Assigned task:
Your task is to quote the listing below exactly, beginning with its first line and ending on the line bearing "pooling; failures are".

Raw data:
■ ■ ■ ■ ■

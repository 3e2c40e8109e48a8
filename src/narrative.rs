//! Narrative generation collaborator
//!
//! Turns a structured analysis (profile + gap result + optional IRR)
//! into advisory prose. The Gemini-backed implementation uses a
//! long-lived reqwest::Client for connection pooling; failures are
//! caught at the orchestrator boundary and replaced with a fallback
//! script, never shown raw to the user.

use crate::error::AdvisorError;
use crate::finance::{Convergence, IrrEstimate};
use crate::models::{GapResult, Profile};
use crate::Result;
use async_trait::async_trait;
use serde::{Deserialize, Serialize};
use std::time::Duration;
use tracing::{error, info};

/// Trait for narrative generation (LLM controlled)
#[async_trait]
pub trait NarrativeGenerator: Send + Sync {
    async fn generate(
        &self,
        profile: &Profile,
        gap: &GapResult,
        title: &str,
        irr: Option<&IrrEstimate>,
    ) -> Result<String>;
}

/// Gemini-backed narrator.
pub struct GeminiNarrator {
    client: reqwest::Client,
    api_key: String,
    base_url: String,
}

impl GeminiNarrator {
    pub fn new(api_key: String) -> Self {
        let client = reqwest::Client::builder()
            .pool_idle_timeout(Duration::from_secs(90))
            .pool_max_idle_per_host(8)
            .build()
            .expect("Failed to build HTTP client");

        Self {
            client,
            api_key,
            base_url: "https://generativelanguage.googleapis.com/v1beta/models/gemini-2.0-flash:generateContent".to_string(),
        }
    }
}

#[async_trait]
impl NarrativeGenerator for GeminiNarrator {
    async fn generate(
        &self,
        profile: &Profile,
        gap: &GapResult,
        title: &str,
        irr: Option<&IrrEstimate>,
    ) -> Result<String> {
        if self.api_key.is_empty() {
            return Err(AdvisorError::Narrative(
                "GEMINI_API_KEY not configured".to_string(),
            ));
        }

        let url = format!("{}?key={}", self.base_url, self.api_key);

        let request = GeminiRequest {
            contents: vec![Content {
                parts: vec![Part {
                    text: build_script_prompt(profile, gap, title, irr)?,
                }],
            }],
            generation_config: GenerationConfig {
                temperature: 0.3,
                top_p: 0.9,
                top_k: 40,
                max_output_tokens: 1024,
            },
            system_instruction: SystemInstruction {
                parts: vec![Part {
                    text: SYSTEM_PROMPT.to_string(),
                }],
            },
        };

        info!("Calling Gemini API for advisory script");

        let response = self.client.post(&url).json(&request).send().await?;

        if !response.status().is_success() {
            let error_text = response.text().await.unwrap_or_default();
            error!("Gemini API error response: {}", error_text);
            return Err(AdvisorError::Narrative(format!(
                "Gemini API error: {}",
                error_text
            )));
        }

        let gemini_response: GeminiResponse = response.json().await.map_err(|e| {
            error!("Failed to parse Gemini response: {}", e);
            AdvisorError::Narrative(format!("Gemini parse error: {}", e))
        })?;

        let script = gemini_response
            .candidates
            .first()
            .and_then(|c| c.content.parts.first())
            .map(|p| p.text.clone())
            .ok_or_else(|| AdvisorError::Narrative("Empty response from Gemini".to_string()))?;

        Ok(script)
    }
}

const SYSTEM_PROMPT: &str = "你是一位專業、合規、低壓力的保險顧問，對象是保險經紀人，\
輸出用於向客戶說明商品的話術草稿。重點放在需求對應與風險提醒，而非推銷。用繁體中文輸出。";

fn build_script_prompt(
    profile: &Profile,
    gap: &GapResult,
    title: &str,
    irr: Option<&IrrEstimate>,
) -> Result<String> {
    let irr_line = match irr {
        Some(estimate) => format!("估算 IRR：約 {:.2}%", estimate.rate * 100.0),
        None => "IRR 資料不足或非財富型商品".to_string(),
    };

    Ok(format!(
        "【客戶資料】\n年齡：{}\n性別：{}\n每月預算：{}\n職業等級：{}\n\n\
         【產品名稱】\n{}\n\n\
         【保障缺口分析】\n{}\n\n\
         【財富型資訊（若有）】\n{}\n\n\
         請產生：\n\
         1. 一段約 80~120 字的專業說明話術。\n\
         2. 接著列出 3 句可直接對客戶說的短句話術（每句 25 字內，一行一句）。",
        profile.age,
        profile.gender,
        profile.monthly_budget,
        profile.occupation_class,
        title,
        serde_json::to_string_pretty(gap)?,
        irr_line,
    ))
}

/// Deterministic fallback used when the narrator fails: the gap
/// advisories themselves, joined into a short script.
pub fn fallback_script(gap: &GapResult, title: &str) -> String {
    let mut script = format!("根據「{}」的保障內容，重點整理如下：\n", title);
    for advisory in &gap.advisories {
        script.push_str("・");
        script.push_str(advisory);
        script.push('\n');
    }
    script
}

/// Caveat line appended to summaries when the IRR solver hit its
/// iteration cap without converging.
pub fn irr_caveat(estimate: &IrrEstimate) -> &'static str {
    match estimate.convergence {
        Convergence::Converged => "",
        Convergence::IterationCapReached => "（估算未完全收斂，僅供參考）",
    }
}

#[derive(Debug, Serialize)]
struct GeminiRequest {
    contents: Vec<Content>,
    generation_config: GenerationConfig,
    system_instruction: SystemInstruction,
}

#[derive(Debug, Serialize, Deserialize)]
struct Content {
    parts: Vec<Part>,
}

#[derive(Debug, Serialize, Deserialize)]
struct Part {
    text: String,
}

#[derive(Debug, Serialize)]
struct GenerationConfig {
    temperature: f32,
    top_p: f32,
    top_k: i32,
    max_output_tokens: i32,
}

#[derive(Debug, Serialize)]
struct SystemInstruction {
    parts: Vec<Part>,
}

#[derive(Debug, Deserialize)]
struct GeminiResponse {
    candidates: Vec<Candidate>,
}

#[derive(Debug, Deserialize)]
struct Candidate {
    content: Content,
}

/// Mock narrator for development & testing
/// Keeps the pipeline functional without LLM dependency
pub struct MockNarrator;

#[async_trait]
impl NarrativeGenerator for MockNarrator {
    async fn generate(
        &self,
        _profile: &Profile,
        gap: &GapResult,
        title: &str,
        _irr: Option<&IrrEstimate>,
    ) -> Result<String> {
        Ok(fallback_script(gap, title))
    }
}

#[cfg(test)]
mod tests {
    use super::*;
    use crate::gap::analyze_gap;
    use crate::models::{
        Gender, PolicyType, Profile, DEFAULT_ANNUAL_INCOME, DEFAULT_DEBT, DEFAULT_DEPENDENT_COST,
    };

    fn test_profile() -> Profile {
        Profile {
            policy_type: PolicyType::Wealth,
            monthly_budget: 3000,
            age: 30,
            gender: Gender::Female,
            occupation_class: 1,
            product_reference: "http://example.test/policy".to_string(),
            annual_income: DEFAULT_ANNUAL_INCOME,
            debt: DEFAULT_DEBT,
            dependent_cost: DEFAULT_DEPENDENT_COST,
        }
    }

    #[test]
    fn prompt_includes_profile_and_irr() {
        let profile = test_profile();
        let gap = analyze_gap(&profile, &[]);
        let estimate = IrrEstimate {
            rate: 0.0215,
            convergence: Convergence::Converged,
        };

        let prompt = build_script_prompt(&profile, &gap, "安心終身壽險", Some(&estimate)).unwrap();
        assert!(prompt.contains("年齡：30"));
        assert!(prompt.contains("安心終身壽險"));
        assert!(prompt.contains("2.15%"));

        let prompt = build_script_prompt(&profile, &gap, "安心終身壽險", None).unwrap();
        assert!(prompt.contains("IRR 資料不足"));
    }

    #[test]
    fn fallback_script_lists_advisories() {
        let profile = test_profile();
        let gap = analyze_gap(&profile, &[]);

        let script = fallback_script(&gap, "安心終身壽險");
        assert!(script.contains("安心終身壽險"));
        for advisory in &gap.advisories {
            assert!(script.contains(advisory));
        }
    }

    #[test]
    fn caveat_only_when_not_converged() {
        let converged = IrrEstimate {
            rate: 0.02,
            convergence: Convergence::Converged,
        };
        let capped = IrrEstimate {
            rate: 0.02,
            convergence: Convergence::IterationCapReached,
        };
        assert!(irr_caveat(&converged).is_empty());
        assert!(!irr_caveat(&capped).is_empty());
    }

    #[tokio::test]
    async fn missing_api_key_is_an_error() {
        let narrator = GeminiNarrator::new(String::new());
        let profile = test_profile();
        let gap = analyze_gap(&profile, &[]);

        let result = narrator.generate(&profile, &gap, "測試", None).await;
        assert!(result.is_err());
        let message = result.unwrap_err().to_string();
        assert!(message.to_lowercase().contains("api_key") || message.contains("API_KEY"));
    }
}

■ ■ ■ ■ ■

Output for this task:
repository 3e2c40e8109e48a8
filename src/narrative.rs
//! Narrative generation collaborator
//!
//! Turns a structured analysis (profile + gap result + optional IRR)
//! into advisory prose. The Gemini-backed implementation uses a
//! long-lived reqwest::Client for connection pooling; failures are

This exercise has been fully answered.